I
am ready, aye ready, to serve Canada
(and help myself)
by
Robert LaFrance
Note to Prime Minister Stephen
Harper: It has been a while since a Senate seat has come open in this area, but
I just want you to know that I stand ready to serve my country when I get the
phone call. Indeed, I am also watching my email, telephone answering machine,
carrier pigeon roost, and group mailbox for word that I have been elevated, or
at least my bank account has been elevated, to the Senate.
The Senate of Canada has 102 seats,
some of them filled with bums** at least part of the time. We don’t want to ask
too much of older folks, like Sen. Denise Batters of Saskatchewan. She’s 42.

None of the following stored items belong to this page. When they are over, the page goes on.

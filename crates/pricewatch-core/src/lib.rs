pub mod app_config;
pub mod config;
pub mod platform;
pub mod products;
pub mod urls;

pub use app_config::AppConfig;
pub use config::{load_app_config, load_app_config_from_env};
pub use platform::Platform;
pub use products::{
    ProductRecord, ScrapedProduct, DEFAULT_DISCOUNT, DEFAULT_REVIEWS, NOT_FOUND,
};
pub use urls::{load_product_urls, load_product_urls_or_empty, PlatformUrls, ProductUrls};

use thiserror::Error;

#[derive(Debug, Error)]
pub enum CoreError {
    #[error("unknown platform: {0}")]
    UnknownPlatform(String),
}

#[derive(Debug, Error)]
pub enum ConfigError {
    #[error("invalid value for {var}: {reason}")]
    InvalidEnvVar { var: String, reason: String },

    #[error("failed to read products file {path}: {source}")]
    ProductsFileIo {
        path: String,
        #[source]
        source: std::io::Error,
    },

    #[error("failed to parse products file {path}: {source}")]
    ProductsFileParse {
        path: String,
        #[source]
        source: serde_json::Error,
    },
}
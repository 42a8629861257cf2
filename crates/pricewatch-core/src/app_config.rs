use std::path::PathBuf;

#[derive(Debug, Clone)]
pub struct AppConfig {
    pub log_level: String,
    pub products_path: PathBuf,
    pub data_dir: PathBuf,
    pub webdriver_url: String,
    pub headless: bool,
    pub user_agent: Option<String>,
    pub settle_delay_ms: u64,
    pub element_wait_secs: u64,
    pub search_result_limit: usize,
    pub schedule_cron: String,
}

Two Quebec senators, Claude Carignan and Leo Housakos, are 48 years old and 45
years old, respectively. Prime Minister Harper has given these people lifetime
pensions of (base salary) $133,000 a year plus all the perks, for thirty or
more years.
Don’t get me wrong; I love the whole
idea, but I want to get in on the gravy. Please don’t think I am some kind of
tree-hugging, green sprouting do-good-nik, because I’m not. I just want to get
up in the morning every Friday morning, go down to my (electronic) mailbox, and find a
deposit there in the area of $3000.
NOTE: As a senator, I would be obliged to appear in the Senate 76 times each session.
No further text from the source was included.